As DevOps and IT Ops teams well know, most monitoring systems send alerts – a LOT of alerts. So many, in fact, that alarm noise and alert fatigue are routinely listed as one of the key problems facing the industry. Our own engineering team is full of people who have suffered from too much alarm noise – which is why they consider our multi-criteria alerting policies so important! Read on to see how these policies improve accuracy and reduce alarm noise.
What is multi-criteria alerting?
In Metricly, multi-criteria alerting policies contain sets of conditions that generate a single alert when the conditions are collectively breached. One policy consists of either several conditions applied to the same metric, or of multiple individual metrics.
For instance, Metricly has a default policy to alert on elevated browser response time. This policy applies two conditions to a single metric, netuitive.rum.totalresponsetime. The two conditions are that the metric should not have an upper deviation from its baseline band of normalcy (defined as learned behavior based on historic values) or an upper deviation from its contextual band of normalcy (defined as learned behavior based multi-metric statistical analysis). These concepts are expanded upon further in this blog.
Metricly also has a default policy to alert on elevated EC2 network activity. This policy consists of two metrics (read operations, and write operations), each with two conditions: values outside the baseline and contextual bands.
Each of these are multi-criteria alerting policies.
What is the value of multi-criteria, policy-based alerting?
1) Adding multiple criteria aggregates alerts, reducing alarm noise.
If you have 3 metric conditions in one policy, then you receive a third of the number of alerts as compared to alerting by metric.
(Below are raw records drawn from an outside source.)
use std::{
    collections::{HashMap, HashSet},
    fs::{self, File},
    path::PathBuf,
};

use benchmark::{
    fmt_open_err, format, generators,
    handles::Representation,
    harness, path_str,
    schema::*,
    timer::Algorithm,
};
use clap::Parser;
use colored::*;
use rand::SeedableRng;
use rand_chacha::ChaCha8Rng;

#[derive(Parser)]
#[command(author, version, about, long_about = None)]
struct Cli {
    #[arg(default_value = "experiment.toml", long)]
    experiment: PathBuf,
    #[arg(default_value = "results.json", long)]
    out: PathBuf,
    // Ignore --bench provided by cargo.
    #[arg(long, action)]
    bench: bool,
    benchmarks: Vec<String>,
}

fn main() {
    let cli = Cli::parse();

    if cfg!(debug_assertions) {
        println!("{}", "warning: running in debug mode".yellow().bold());
    }

    if let Err(e) = bench_from_file(&cli) {
        let msg = format!("error: {}", e);
        println!("{}", msg.red().bold());
    }
}

fn bench_from_file(cli: &Cli) -> Result<(), String> {
    let experiment_toml = fs::read_to_string(&cli.experiment)
        .map_err(|e| fmt_open_err(e, &cli.experiment))?;

    let experiment: Experiment = toml::from_str(&experiment_toml)
        .map_err(|e| format!(
            "invalid toml file {}: {}",
            path_str(&cli.experiment), e
        ))?;

    let sweep_algos = gen_sweep_to_algos_map(cli, &experiment);

    if sweep_algos.is_empty() {
        return Err("no benchmark matches found".to_string());
    }

    let results = run_benchmarks(cli, experiment, sweep_algos);

    write_results(results, &cli.out)?;

    Ok(())
}

type AlgorithmSet = HashSet<String>;
/// Map each sweep to the algorithms which need to be run on it. This saves
/// us from timing a sweep/algorithm pair twice if present in multiple
/// benchmarks.
fn gen_sweep_to_algos_map(cli: &Cli, experiment: &Experiment)
    -> HashMap<SweepId, AlgorithmSet>
{
    let mut sweep_algos: HashMap<SweepId, AlgorithmSet> = HashMap::new();
    for b in &experiment.benchmark {
        if cli.benchmarks.is_empty() || cli.benchmarks.contains(&b.name) {
            sweep_algos
                .entry(b.sweep.clone())
                .or_default()
                .extend(b.algorithms.iter().cloned());
        }
    }
    sweep_algos
}

fn run_benchmarks(
    cli: &Cli,
    experiment: Experiment,
    sweep_algos: HashMap<SweepId, AlgorithmSet>) -> Results
{
    let mut results = HashMap::<SweepId, SweepResults>::new();

    for sweep in &experiment.sweep {
        if let Some(algos) = sweep_algos.get(&sweep.name) {
            println!("{}", sweep.name.green().bold());

            let sweep_results = SweepResults {
                info: sweep.clone(),
                algos: run_sweep(sweep, algos),
            };
            results.insert(sweep.name.clone(), sweep_results);
        }
    }

    let benchmarks = if cli.benchmarks.is_empty() {
        experiment.benchmark
    }
    else {
        experiment.benchmark
            .into_iter()
            .filter(|b| cli.benchmarks.contains(&b.name))
            .collect()
    };

    Results {
        benchmarks,
        sweeps: results,
    }
}

fn run_sweep(info: &SweepInfo, algos: &AlgorithmSet) -> AlgorithmResults {
    let mut algorithm_results: AlgorithmResults =
        algos.iter().map(|a| (a.clone(), Vec::new())).collect();

    let mut rng = ChaCha8Rng::seed_from_u64(info.seed);

    for point in info.points() {
        println!("{}", format::format_point(&point).bold());

        // A construction error aborts this configuration point only.
        if let Err(e) = run_point(info, &point, &mut algorithm_results, &mut rng) {
            println!("{}", format!("  warn: {}", e).yellow());
        }
    }

    algorithm_results
}

fn run_point(
    info: &SweepInfo,
    point: &ConfigPoint,
    algorithm_results: &mut AlgorithmResults,
    rng: &mut ChaCha8Rng) -> Result<(), String>
{
    let receiver_kind: Representation = point.receiver_kind.parse()?;
    let parameter_kind: Representation = point.parameter_kind.parse()?;

    let pair = generators::gen_pair(point, rng);

    for (name, runs) in algorithm_results.iter_mut() {
        if let Some(algorithm) = Algorithm::new(name) {
            let timed = harness::time_algorithm(
                &algorithm, &pair, receiver_kind, parameter_kind,
                &info.timing, rng);

            match timed {
                Ok(times) => {
                    let median = median_time(&times);
                    println!("  {} {}", name, format::format_time(median));
                    runs.push(ResultRun { point: point.clone(), times });
                },
                Err(e) =>
                    println!("{}", format!("  {}: warn: {}", name, e).yellow()),
            }
        }
        else {
            println!("{}", format!("  unknown algorithm {}", name).yellow());
        }
    }

    Ok(())
}

fn median_time(times: &[u64]) -> u64 {
    let mut sorted = times.to_vec();
    sorted.sort_unstable();
    sorted.get(sorted.len() / 2).copied().unwrap_or(0)
}

fn write_results(results: Results, path: &PathBuf) -> Result<(), String> {
    let results_file = File::options()
        .write(true).create(true).truncate(true)
        .open(path)
        .map_err(|e| fmt_open_err(e, path))?;

    serde_json::to_writer(results_file, &results)
        .map_err(|e| format!(
            "failed to write {}: {}",
            path_str(path), e.to_string()
        ))?;

    Ok(())
}
use std::collections::HashSet;
use std::hash::Hash;

use crate::capability::Capabilities;
use crate::collection::{materialize, Collection, Lookup};

/// One concrete way of computing an intersection, picked from the
/// capability tags and sizes of the two inputs.
#[derive(Clone, Copy, Debug, PartialEq, Eq)]
pub enum Strategy {
    /// Iterate the receiver once, testing each element against the
    /// parameter's native membership probe.
    DirectMembership,
    /// Both sizes known: materialize the smaller side, scan the larger.
    SizeAwareSwap,
    /// Materialize the receiver, scan the parameter once.
    FallbackMaterialize,
    /// Nothing known about either side: materialize both.
    DoubleMaterialize,
}

/// Pick the cheapest strategy the probed capabilities allow, where cheap is
/// measured by expected membership tests and allocations.
pub fn select_strategy(receiver: &Capabilities, parameter: &Capabilities) -> Strategy {
    if parameter.constant_time_membership {
        Strategy::DirectMembership
    }
    else if receiver.known_size() && parameter.known_size() {
        Strategy::SizeAwareSwap
    }
    else if receiver.known_size() || parameter.known_size() {
        Strategy::FallbackMaterialize
    }
    else {
        Strategy::DoubleMaterialize
    }
}

/// Intersection of two collection handles: every element present in both,
/// deduplicated, iteration order unspecified.
///
/// Probes both handles, selects a strategy, and executes it. Neither input
/// is mutated and a one-pass input is scanned at most once, so repeated
/// calls with equal inputs yield equal sets.
pub fn intersect<T>(
    receiver: &dyn Collection<T>,
    parameter: &dyn Collection<T>) -> HashSet<T>
where
    T: Eq + Hash + Clone,
{
    let strategy = select_strategy(
        &Capabilities::probe(receiver),
        &Capabilities::probe(parameter));

    intersect_with(strategy, receiver, parameter)
}

/// Run one strategy regardless of what probing would select.
///
/// Every strategy is total: a missing capability is made up for by
/// materializing through [`materialize`], so all four produce the same set
/// on any pair of well-typed handles.
pub fn intersect_with<T>(
    strategy: Strategy,
    receiver: &dyn Collection<T>,
    parameter: &dyn Collection<T>) -> HashSet<T>
where
    T: Eq + Hash + Clone,
{
    // A handle that knows it is empty short-circuits before any strategy
    // can touch the other side.
    if receiver.known_size() == Some(0) || parameter.known_size() == Some(0) {
        return HashSet::new();
    }
    if same_handle(receiver, parameter) {
        return materialize(receiver);
    }

    match strategy {
        Strategy::DirectMembership => direct_membership(receiver, parameter),
        Strategy::SizeAwareSwap => size_aware_swap(receiver, parameter),
        Strategy::FallbackMaterialize => fallback_materialize(receiver, parameter),
        Strategy::DoubleMaterialize => double_materialize(receiver, parameter),
    }
}

/// The non-adaptive reference point: always pay for a materialized receiver
/// and a parameter scan, no matter what the handles can do.
pub fn baseline<T>(
    receiver: &dyn Collection<T>,
    parameter: &dyn Collection<T>) -> HashSet<T>
where
    T: Eq + Hash + Clone,
{
    if same_handle(receiver, parameter) {
        return materialize(receiver);
    }
    let materialized = materialize(receiver);
    filter_scan(parameter, &materialized)
}

/// Identity of handles, not equality of contents.
fn same_handle<T>(a: &dyn Collection<T>, b: &dyn Collection<T>) -> bool {
    std::ptr::eq(
        a as *const dyn Collection<T> as *const u8,
        b as *const dyn Collection<T> as *const u8)
}

/// A side of the intersection in membership-testable form: either the
/// handle's own probe, or a one-scan materialization of it.
enum Probe<'a, T> {
    Native(&'a dyn Lookup<T>),
    Materialized(HashSet<T>),
}

impl<'a, T> Probe<'a, T>
where
    T: Eq + Hash + Clone,
{
    fn of(collection: &'a dyn Collection<T>) -> Self {
        match collection.lookup() {
            Some(probe) => Probe::Native(probe),
            None => Probe::Materialized(materialize(collection)),
        }
    }
}

impl<'a, T> Lookup<T> for Probe<'a, T>
where
    T: Eq + Hash,
{
    fn contains(&self, item: &T) -> bool {
        match self {
            Probe::Native(probe) => probe.contains(item),
            Probe::Materialized(set) => set.contains(item),
        }
    }
}

/// Scan `source` once, collecting every element `probe` accepts.
fn filter_scan<T>(source: &dyn Collection<T>, probe: &dyn Lookup<T>) -> HashSet<T>
where
    T: Eq + Hash + Clone,
{
    let mut result = HashSet::new();
    source.scan(&mut |item| {
        if probe.contains(item) {
            result.insert(item.clone());
        }
    });
    result
}

fn direct_membership<T>(
    receiver: &dyn Collection<T>,
    parameter: &dyn Collection<T>) -> HashSet<T>
where
    T: Eq + Hash + Clone,
{
    let probe = Probe::of(parameter);
    filter_scan(receiver, &probe)
}

/// Build a membership structure only for the smaller side, then scan the
/// larger side once against it. Equal sizes materialize the parameter so
/// the choice stays deterministic; forced execution without both sizes
/// falls back to the same side.
fn size_aware_swap<T>(
    receiver: &dyn Collection<T>,
    parameter: &dyn Collection<T>) -> HashSet<T>
where
    T: Eq + Hash + Clone,
{
    let receiver_smaller = match (receiver.known_size(), parameter.known_size()) {
        (Some(r), Some(p)) => r < p,
        _ => false,
    };

    let (small, large) = if receiver_smaller {
        (receiver, parameter)
    }
    else {
        (parameter, receiver)
    };

    let probe = Probe::of(small);
    filter_scan(large, &probe)
}

/// The least informed specialized path: one materialization of the
/// receiver, one scan of the parameter. Correct for fully generic one-pass
/// inputs since each side is touched exactly once.
fn fallback_materialize<T>(
    receiver: &dyn Collection<T>,
    parameter: &dyn Collection<T>) -> HashSet<T>
where
    T: Eq + Hash + Clone,
{
    let probe = Probe::of(receiver);
    filter_scan(parameter, &probe)
}

fn double_materialize<T>(
    receiver: &dyn Collection<T>,
    parameter: &dyn Collection<T>) -> HashSet<T>
where
    T: Eq + Hash + Clone,
{
    let receiver_set = materialize(receiver);
    let parameter_set = materialize(parameter);

    // Walk the smaller materialized set against the larger one; ties walk
    // the parameter's, matching the swap strategy's convention.
    let (small, large) = if receiver_set.len() < parameter_set.len() {
        (receiver_set, parameter_set)
    }
    else {
        (parameter_set, receiver_set)
    };

    small.into_iter().filter(|item| large.contains(item)).collect()
}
Take our network activity policy above for example. Without multi-criteria alerting, you’d need two policies, one for the read operations metric and one for write operations – and you would need to manually make the connection when they alert at the same time.
2) Including multiple criteria promotes alert accuracy.
You can have much more control when you evaluate multiple conditions at the same time. Let’s say you have a policy set to alert when the backend error rate is elevated on an ELB instance. With a traditional policy, you could set a single condition – for example, that the error rate is more than 2%. Depending upon the instance in question (as well as time of day, expected load, etc.), an error rate of 2% may or may not be worrisome, but you’ll receive an alert every time it occurs regardless. With multi-condition alerting, you can add in other factors that could affect the error rate, such as total request count:
Multi-criteria policies by themselves greatly improve alarm quality and cut noise, but they’re still not entirely perfect. Let’s look at a few ways to make them even better.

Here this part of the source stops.